The Department of Homeland Security Office of Biometric Identity Management (OBIM) has selected three companies to compete for the systems integrator role for a new biometric database to replace the existing IDENT system.

CSRA, Inc. [CSRA], Leidos [LDOS], and Northrop Grumman [NOC] are expected to submit bids by April 7 for the Homeland Advanced Recognition Technology program, also called HART. The prime contract is only available to companies that are on the DHS EAGLE II contract.

 The initial procurement will be for the first two increments of the multimodal biometric system, which would include fingerprints, face and iris matching and storage. The IDENT system is largely based on fingerprints and includes limited face and iris capabilities.

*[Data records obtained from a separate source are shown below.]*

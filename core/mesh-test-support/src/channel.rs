use std::sync::Arc;

use mesh_storage::client::RawChannel;
use mesh_types::{MsgId, RequestEnvelope};
use parking_lot::Mutex;
use tokio::sync::mpsc;

/// What a `HandshakeFactory` callback hands back alongside the outbound
/// channel: every envelope the other side sends arrives here.
pub type Inbound = mpsc::UnboundedReceiver<(MsgId, RequestEnvelope)>;

/// One end of an in-memory connection: `send` forwards straight into the
/// peer's `Inbound` queue instead of touching any real transport.
pub struct ChannelEnd {
    peer_tx: mpsc::UnboundedSender<(MsgId, RequestEnvelope)>,
}

impl RawChannel for ChannelEnd {
    fn send(&self, msg_id: &MsgId, envelope: RequestEnvelope) {
        let _ = self.peer_tx.send((msg_id.clone(), envelope));
    }
}

/// Builds two connected `ChannelEnd`s: whatever `a` sends shows up in `b`'s
/// `Inbound`, and whatever `b` sends shows up in `a`'s. Stands in for the
/// real transport a `HandshakeFactory` would otherwise supply, so a single
/// process can drive both sides of a handshake in a test.
pub fn linked_pair() -> (Arc<ChannelEnd>, Inbound, Arc<ChannelEnd>, Inbound) {
    let (tx_to_b, rx_from_a) = mpsc::unbounded_channel();
    let (tx_to_a, rx_from_b) = mpsc::unbounded_channel();
    let a = Arc::new(ChannelEnd { peer_tx: tx_to_b });
    let b = Arc::new(ChannelEnd { peer_tx: tx_to_a });
    (a, rx_from_b, b, rx_from_a)
}

/// A `RawChannel` that just records what it was sent, for tests that only
/// care about what went out and reply by hand via `StorageClient::on_envelope`.
#[derive(Default)]
pub struct RecordingChannel {
    sent: Mutex<Vec<(MsgId, RequestEnvelope)>>,
}

impl RecordingChannel {
    pub fn new() -> Self {
        Self::default()
    }

    pub fn sent(&self) -> Vec<(MsgId, RequestEnvelope)> {
        self.sent.lock().clone()
    }

    pub fn last(&self) -> Option<(MsgId, RequestEnvelope)> {
        self.sent.lock().last().cloned()
    }
}

impl RawChannel for RecordingChannel {
    fn send(&self, msg_id: &MsgId, envelope: RequestEnvelope) {
        self.sent.lock().push((msg_id.clone(), envelope));
    }
}

/// Polls `sent.len()` until it reaches `count` or `tries` elapses, since a
/// dispatch loop runs on its own spawned task and sends land asynchronously.
pub async fn wait_for_sent(channel: &RecordingChannel, count: usize) -> bool {
    for _ in 0..200 {
        if channel.sent().len() >= count {
            return true;
        }
        tokio::time::sleep(std::time::Duration::from_millis(5)).await;
    }
    channel.sent().len() >= count
}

The fingerprint matching software for IDENT is supplied by 3M Corp.’s [MMM] Cogent business unit. Japan’s NEC Corp. supplies the low volume iris and face matching capabilities for IDENT.

The OBIM office part of the National Protection and Programs Directorate within DHS. The office says that HART will provide scalability to add capacity and potentially other biometric modalities over time, and will speed up transactions. IDENT is running out of capacity and is expensive to maintain.

The pending contract will be for the first two increments of HART. The first increment will include fingerprint matching and analysis capabilities that encompass OBIM’s current 10-print and 2-print matching subsystems—provided by 3M—either by replacing or incorporating those subsystems, according to the solicitation that was issued in February.

Latent fingerprint management and analysis capabilities will also be part of Increment 1. The existing Multimodal Bridge Solution subsystem that provides the low volume face and iris matching for IDENT and is supplied by NEC will also be part of Increment 1.

The second increment will build on the business processing workflows implemented in the core application in the first increment. It will also feature full-scale iris and facial image matching and storage, and fusion capabilities that leverage the results from multiple biometric matching operations to increase overall accuracy.

Increments 3 and 4, the final two phases of HART, are not part of the current solicitation. Increment 3 will establish web access to the HART services provided in the first two increments, including identification, pre-verification, information retrieval, notification and others. The third increment will also add more biometric modalities for storage and retrieval but not for matching.

The fourth increment will integrate biometric verification and identity management across multiple modalities and introduce capabilities for data analysis.

Deployment of the first increment will constitute initial operating capability and completion of Increment 4 will satisfy full operating capability of HART.